In [1]:
import pandas as pd

# Task 2.8: Improve workflow for wastewater treatment and industry

From the proposal text:

> **Oppgave 2.8: Forbedre arbeidsflyten for avløpsrensing og industri**
>
> En litteraturgjennomgang vil bli foretatt for å identifisere typiske proporsjoner av DIN, TON, TDP og TPP i avløp fra ulike typer industri og avløpsrenseanlegg. Typiske forhold mellom BOF og TOC for ulike anlegg vil også bli identifisert og brukt til å konvertere rapporterte utslipp av BOF til TOC (for samsvar med andre kilder).
>
> TEOTIL-koden vil bli oppdatert for å gjøre nye modellparametere godt synlige og enkle å oppdatere (for eksempel innenfor en enkelt parameter fil eller Excel arbeidsbok).
>
> Merk: Denne oppgaven vil kreve at Miljødirektoratet leverer rådata fra databasene for industri og renseanlegg. SSBs arbeidsflyt for behandling av data fra avløpsanlegg må også oppdateres til å inkludere SS og BOF. Dette er ikke inkludert i tidsestimatet som er gitt her.
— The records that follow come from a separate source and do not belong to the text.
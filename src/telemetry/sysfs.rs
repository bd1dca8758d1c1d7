//! Battery telemetry from Linux sysfs.
//!
//! Charge files (`charge_*`) report µAh and map directly to the engine's mAh
//! units after division; on firmware exposing only `energy_*` (µWh) the same
//! division is applied, which keeps ratios (health, raw cycles) exact even
//! though the absolute unit is then mWh.

use std::fs;
use std::path::{Path, PathBuf};

use tracing::debug;

use cycletrack_core::telemetry::{Capacity, PowerSource, TelemetrySource, TimeRemaining};

/// Telemetry backed by `/sys/class/power_supply`.
#[derive(Debug, Clone)]
pub struct SysfsTelemetry {
    battery: PathBuf,
    mains: Option<PathBuf>,
}

impl SysfsTelemetry {
    /// Scan `/sys/class/power_supply` for a battery and (optionally) mains.
    pub fn discover() -> Option<Self> {
        Self::discover_from(Path::new("/sys/class/power_supply"))
    }

    /// Scan an alternate sysfs root; used by tests and `battery_path` config.
    pub fn discover_from(root: &Path) -> Option<Self> {
        let mut battery = None;
        let mut mains = None;
        for entry in fs::read_dir(root).ok()?.flatten() {
            let path = entry.path();
            match fs::read_to_string(path.join("type")) {
                Ok(kind) => match kind.trim() {
                    "Battery" if battery.is_none() => battery = Some(path),
                    "Mains" if mains.is_none() => mains = Some(path),
                    _ => {}
                },
                Err(err) => debug!("skipping {}: {err}", path.display()),
            }
        }
        battery.map(|battery| Self { battery, mains })
    }

    /// Use an explicit battery directory, discovering mains next to it.
    pub fn with_battery_path(battery: PathBuf) -> Self {
        let mains = battery
            .parent()
            .and_then(|root| Self::discover_from(root))
            .and_then(|t| t.mains);
        Self { battery, mains }
    }

    #[cfg(test)]
    fn with_paths(battery: PathBuf, mains: Option<PathBuf>) -> Self {
        Self { battery, mains }
    }

    fn read_i64(&self, name: &str) -> Option<i64> {
        let file = self.battery.join(name);
        fs::read_to_string(&file).ok()?.trim().parse().ok()
    }

    fn read_string(&self, name: &str) -> Option<String> {
        let content = fs::read_to_string(self.battery.join(name)).ok()?;
        let trimmed = content.trim();
        if trimmed.is_empty() {
            None
        } else {
            Some(trimmed.to_string())
        }
    }

    /// Current/full charge, preferring `charge_*` over the `energy_*` fallback.
    fn charge_pair(&self) -> Option<(i64, i64)> {
        if let (Some(now), Some(full)) = (self.read_i64("charge_now"), self.read_i64("charge_full"))
        {
            return Some((now, full));
        }
        match (self.read_i64("energy_now"), self.read_i64("energy_full")) {
            (Some(now), Some(full)) => Some((now, full)),
            _ => None,
        }
    }

    fn design_raw(&self) -> Option<i64> {
        self.read_i64("charge_full_design")
            .or_else(|| self.read_i64("energy_full_design"))
    }

    /// Instantaneous drain/charge rate in the same raw unit per hour.
    fn rate_raw(&self) -> Option<i64> {
        self.read_i64("current_now")
            .or_else(|| self.read_i64("power_now"))
            .map(i64::abs)
            .filter(|rate| *rate > 0)
    }
}

/// µ-units to milli-units.
fn to_milli(raw: i64) -> i64 {
    raw / 1000
}

impl TelemetrySource for SysfsTelemetry {
    fn cycle_count(&self) -> Option<i64> {
        self.read_i64("cycle_count").filter(|count| *count >= 0)
    }

    fn capacity(&self) -> Option<Capacity> {
        let (now, full) = self.charge_pair()?;
        Some(Capacity {
            current_mah: to_milli(now),
            max_mah: to_milli(full),
        })
    }

    fn design_capacity(&self) -> Option<i64> {
        self.design_raw().map(to_milli).filter(|design| *design > 0)
    }

    fn health_text(&self) -> Option<String> {
        if let Some(level) = self.read_string("capacity_level") {
            return Some(level);
        }
        // Derive a rough condition from full vs. design capacity.
        let (_, full) = self.charge_pair()?;
        let design = self.design_raw().filter(|d| *d > 0)?;
        let percent = full * 100 / design;
        Some(
            match percent {
                80.. => "Good",
                60..=79 => "Fair",
                _ => "Poor",
            }
            .to_string(),
        )
    }

    fn official_health_percent(&self) -> Option<i64> {
        let (_, full) = self.charge_pair()?;
        let design = self.design_raw().filter(|d| *d > 0)?;
        Some((full * 100 / design).clamp(0, 100))
    }

    fn power_source(&self) -> PowerSource {
        if let Some(ref mains) = self.mains {
            if let Ok(online) = fs::read_to_string(mains.join("online")) {
                return match online.trim() {
                    "1" => PowerSource::External,
                    "0" => PowerSource::Battery,
                    _ => PowerSource::Unknown,
                };
            }
        }
        match self.read_string("status").as_deref() {
            Some("Discharging") => PowerSource::Battery,
            Some("Charging") | Some("Full") | Some("Not charging") => PowerSource::External,
            _ => PowerSource::Unknown,
        }
    }

    fn time_remaining(&self) -> Option<TimeRemaining> {
        let status = self.read_string("status")?;
        let (now, full) = self.charge_pair()?;
        let rate = self.rate_raw()?;
        match status.as_str() {
            "Discharging" => Some(TimeRemaining {
                minutes: now * 60 / rate,
                is_charging: false,
            }),
            "Charging" => Some(TimeRemaining {
                minutes: (full - now).max(0) * 60 / rate,
                is_charging: true,
            }),
            _ => None,
        }
    }
}
mod settings;

pub use settings::{Command, Config, Settings};
//! Telemetry source contract.
//!
//! Every getter returns `Option`: `None` means the field is unavailable this
//! tick, which is never the same thing as a zero reading. The engine degrades
//! per-field instead of failing the tick.

use serde::{Deserialize, Serialize};

/// Power source the machine is currently running on.
#[derive(Debug, Clone, Copy, PartialEq, Eq, Default, Serialize, Deserialize)]
#[serde(rename_all = "snake_case")]
pub enum PowerSource {
    /// External power (AC adapter).
    External,
    /// Running on battery.
    Battery,
    /// Telemetry could not determine the source.
    #[default]
    Unknown,
}

impl PowerSource {
    pub fn display_name(&self) -> &'static str {
        match self {
            PowerSource::External => "External",
            PowerSource::Battery => "Battery",
            PowerSource::Unknown => "Unknown",
        }
    }
}

/// Current and maximum charge, in mAh-scale charge units.
#[derive(Debug, Clone, Copy, PartialEq, Eq)]
pub struct Capacity {
    pub current_mah: i64,
    pub max_mah: i64,
}

/// Instantaneous charge/discharge rate as reported by the platform.
#[derive(Debug, Clone, Copy, PartialEq, Eq)]
pub struct TimeRemaining {
    /// Minutes to full when charging, minutes to empty otherwise.
    pub minutes: i64,
    pub is_charging: bool,
}

/// On-demand battery telemetry.
///
/// Implementations are expected to be cheap to call once per polling tick.
/// The exception is [`official_health_percent`](Self::official_health_percent),
/// which may be expensive; the engine rate-limits it to at most one real
/// fetch per ten minutes via a cached value in scalar state.
pub trait TelemetrySource {
    /// Manufacturer-reported lifetime cycle counter.
    fn cycle_count(&self) -> Option<i64>;

    /// Current and maximum capacity.
    fn capacity(&self) -> Option<Capacity>;

    /// Manufacturer-rated capacity when new.
    fn design_capacity(&self) -> Option<i64>;

    /// Free-form health condition text.
    fn health_text(&self) -> Option<String>;

    /// "Official" health percentage from the platform's own report.
    fn official_health_percent(&self) -> Option<i64>;

    fn power_source(&self) -> PowerSource;

    fn time_remaining(&self) -> Option<TimeRemaining>;
}
use anyhow::{Context, Result};
use chrono::NaiveDate;
use clap::{Parser, Subcommand};
use cycletrack_core::EngineConfig;
use serde::{Deserialize, Serialize};
use std::path::{Path, PathBuf};

/// Command line arguments
#[derive(Parser, Debug)]
#[command(author, version, about = "Battery cycle accounting monitor")]
pub struct Config {
    /// Enable debug mode
    #[arg(short, long, global = true)]
    pub debug: bool,

    /// Path to config file
    #[arg(short, long, global = true)]
    pub config: Option<PathBuf>,

    /// Polling interval in seconds
    #[arg(short = 'i', long)]
    pub poll_interval: Option<u64>,

    /// Directory holding records and state files
    #[arg(long, global = true)]
    pub data_dir: Option<PathBuf>,

    /// Poll at the tighter detail interval
    #[arg(long)]
    pub detail: bool,

    /// Subcommand
    #[command(subcommand)]
    pub command: Option<Command>,
}

/// Subcommands
#[derive(Subcommand, Debug, Clone)]
pub enum Command {
    /// Print one snapshot and exit
    Status,
    /// Export daily records as CSV backup tables
    Export {
        /// Directory to write the tables into
        #[arg(default_value = ".")]
        dir: PathBuf,
    },
    /// Replace all daily records from CSV backup tables
    Restore {
        /// Backup files (matched by name, any order)
        #[arg(required = true)]
        files: Vec<PathBuf>,
    },
    /// Print the data file locations
    Where,
}

impl Config {
    /// Parse command line arguments
    pub fn parse_args() -> Self {
        Self::parse()
    }
}

/// Application settings (from config file)
#[derive(Debug, Clone, Serialize, Deserialize)]
pub struct Settings {
    /// Polling interval in seconds
    #[serde(default = "default_poll_interval")]
    pub poll_interval_secs: u64,

    /// Polling interval while a detail view is open (seconds)
    #[serde(default = "default_detail_poll_interval")]
    pub detail_poll_interval_secs: u64,

    /// Lifetime cycle count to reach by the deadline
    #[serde(default = "default_target_total_cycles")]
    pub target_total_cycles: i64,

    /// Deadline for the cycle target
    #[serde(default = "default_target_deadline")]
    pub target_deadline: NaiveDate,

    /// Low-charge threshold as a percentage of maximum capacity
    #[serde(default = "default_low_charge_percent")]
    pub low_charge_percent: f64,

    /// Explicit battery sysfs directory (autodetected when unset)
    #[serde(default)]
    pub battery_path: Option<PathBuf>,

    /// Directory holding records and state files
    #[serde(default)]
    pub data_dir: Option<PathBuf>,
}

fn default_poll_interval() -> u64 {
    5
}

fn default_detail_poll_interval() -> u64 {
    1
}

fn default_target_total_cycles() -> i64 {
    1000
}

fn default_target_deadline() -> NaiveDate {
    NaiveDate::from_ymd_opt(2026, 6, 1).unwrap()
}

fn default_low_charge_percent() -> f64 {
    10.0
}

impl Default for Settings {
    fn default() -> Self {
        Self {
            poll_interval_secs: default_poll_interval(),
            detail_poll_interval_secs: default_detail_poll_interval(),
            target_total_cycles: default_target_total_cycles(),
            target_deadline: default_target_deadline(),
            low_charge_percent: default_low_charge_percent(),
            battery_path: None,
            data_dir: None,
        }
    }
}

impl Settings {
    /// Load settings from config file or use defaults
    pub fn load(path: Option<&PathBuf>) -> Result<Self> {
        // Try custom path first
        if let Some(p) = path {
            if p.exists() {
                return Self::load_file(p);
            }
        }

        // Try default config locations
        let default_paths = [
            dirs::config_dir().map(|p| p.join("cycletrack/config.toml")),
            dirs::home_dir().map(|p| p.join(".config/cycletrack/config.toml")),
            dirs::home_dir().map(|p| p.join(".cycletrack.toml")),
        ];

        for path in default_paths.iter().flatten() {
            if path.exists() {
                return Self::load_file(path);
            }
        }

        // Return defaults if no config file found
        Ok(Self::default())
    }

    fn load_file(path: &Path) -> Result<Self> {
        let content = std::fs::read_to_string(path)
            .with_context(|| format!("Failed to read config file: {:?}", path))?;
        toml::from_str(&content).with_context(|| format!("Failed to parse config file: {:?}", path))
    }

    /// Merge CLI config into settings (CLI takes precedence)
    pub fn merge_cli(&mut self, cli: &Config) {
        if let Some(poll_interval) = cli.poll_interval {
            self.poll_interval_secs = poll_interval;
        }
        if let Some(ref data_dir) = cli.data_dir {
            self.data_dir = Some(data_dir.clone());
        }
    }

    /// Validate and normalize settings values
    ///
    /// Ensures poll intervals have a minimum value to prevent CPU exhaustion
    /// and clamps the low-charge threshold to a sane percentage.
    pub fn validate(&mut self) {
        const MIN_POLL_INTERVAL: u64 = 1;

        if self.poll_interval_secs < MIN_POLL_INTERVAL {
            self.poll_interval_secs = MIN_POLL_INTERVAL;
        }
        if self.detail_poll_interval_secs < MIN_POLL_INTERVAL {
            self.detail_poll_interval_secs = MIN_POLL_INTERVAL;
        }
        self.low_charge_percent = self.low_charge_percent.clamp(0.0, 100.0);
    }

    /// Resolve the data directory, creating nothing.
    pub fn data_dir(&self) -> PathBuf {
        self.data_dir
            .clone()
            .or_else(|| dirs::data_dir().map(|p| p.join("cycletrack")))
            .unwrap_or_else(|| PathBuf::from(".cycletrack"))
    }

    /// Engine tuning derived from these settings.
    pub fn engine_config(&self) -> EngineConfig {
        EngineConfig {
            target_total_cycles: self.target_total_cycles,
            target_deadline: self.target_deadline,
            low_charge_percent: self.low_charge_percent,
        }
    }
}
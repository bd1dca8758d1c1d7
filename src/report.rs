//! Plain-text rendering of an engine snapshot.

use cycletrack_core::{format_duration, PowerSource, Projection, Snapshot, TimeEstimate};

const UNAVAILABLE: &str = "—";

/// Render a snapshot as the multi-line status report.
pub fn render(snapshot: &Snapshot) -> String {
    let mut lines = Vec::new();

    lines.push(format!("Day:                 {}", snapshot.day));
    lines.push(format!(
        "Power source:        {}",
        snapshot.power_source.display_name()
    ));
    lines.push(format!(
        "Cycle count:         {}",
        opt_int(snapshot.cycle_count)
    ));
    lines.push(format!(
        "Health:              {}",
        health_line(snapshot.health_text.as_deref(), snapshot.official_health_percent)
    ));
    lines.push(format!(
        "Capacity:            {}",
        capacity_line(snapshot.current_capacity_mah, snapshot.max_capacity_mah)
    ));
    lines.push(format!(
        "Design capacity:     {}",
        match snapshot.design_capacity_mah {
            Some(design) => format!("{design} mAh"),
            None => UNAVAILABLE.to_string(),
        }
    ));
    lines.push(format!(
        "Cycles today:        {}",
        opt_int(snapshot.cycles_today)
    ));
    lines.push(format!(
        "Cycles/day needed:   {}",
        match snapshot.cycles_per_day_needed {
            Some(needed) => format!("{needed:.2}"),
            None => UNAVAILABLE.to_string(),
        }
    ));
    lines.push(format!(
        "mAh to next cycle:   {}",
        opt_int(snapshot.mah_to_next_cycle)
    ));
    lines.push(format!(
        "mAh used today:      {}",
        match snapshot.total_mah_used_today {
            Some(total) => format!("{total:.1}"),
            None => UNAVAILABLE.to_string(),
        }
    ));
    lines.push(format!(
        "Time remaining:      {}",
        time_remaining_line(snapshot.time_remaining)
    ));
    lines.push(format!(
        "Time to low charge:  {}",
        match snapshot.seconds_to_low_charge {
            Some(seconds) => format_duration(seconds),
            None => UNAVAILABLE.to_string(),
        }
    ));
    lines.push(format!(
        "Time to next cycle:  {}",
        next_cycle_line(snapshot.time_to_next_cycle)
    ));

    lines.join("\n")
}

fn opt_int(value: Option<i64>) -> String {
    match value {
        Some(value) => value.to_string(),
        None => UNAVAILABLE.to_string(),
    }
}

fn capacity_line(current: Option<i64>, max: Option<i64>) -> String {
    match (current, max) {
        (Some(current), Some(max)) => format!("{current} / {max} mAh"),
        (Some(current), None) => format!("{current} mAh"),
        _ => UNAVAILABLE.to_string(),
    }
}

fn health_line(text: Option<&str>, official_percent: Option<i64>) -> String {
    match (text, official_percent) {
        (Some(text), Some(percent)) => format!("{text} ({percent}%)"),
        (Some(text), None) => text.to_string(),
        (None, Some(percent)) => format!("{percent}%"),
        (None, None) => UNAVAILABLE.to_string(),
    }
}

fn time_remaining_line(estimate: TimeEstimate) -> String {
    match estimate {
        TimeEstimate::Unavailable => UNAVAILABLE.to_string(),
        TimeEstimate::ToFull { seconds } => {
            format!("{} until full", format_duration(seconds))
        }
        TimeEstimate::ToEmpty { seconds } => {
            format!("{} until empty", format_duration(seconds))
        }
    }
}

fn next_cycle_line(projection: Projection) -> String {
    match projection {
        Projection::Unavailable => UNAVAILABLE.to_string(),
        Projection::Estimated { seconds } => format_duration(seconds),
        Projection::Paused { seconds } => {
            format!("{} (Paused)", format_duration(seconds))
        }
        Projection::Calculating { seconds } => {
            format!("{} (Unpaused - Calculating)", format_duration(seconds))
        }
    }
}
This notebook provides an overview of the new method, which is implemented by functions in `teo.preprocessing`. For an example of how these functions are used, see [notebook 2.1e](https://nbviewer.org/github/NIVANorge/teotil3/blob/main/notebooks/development/T2-1e_annual_data_upload.ipynb), which illustrates the annual workflow to update the TEOTIL3 database.

## 1. Wastewater treatment

The wastewater dataset comes from SSB and is split into two parts: discharges from "large" sites (>50 p.e.) and discharges from small sites (≤50 p.e). 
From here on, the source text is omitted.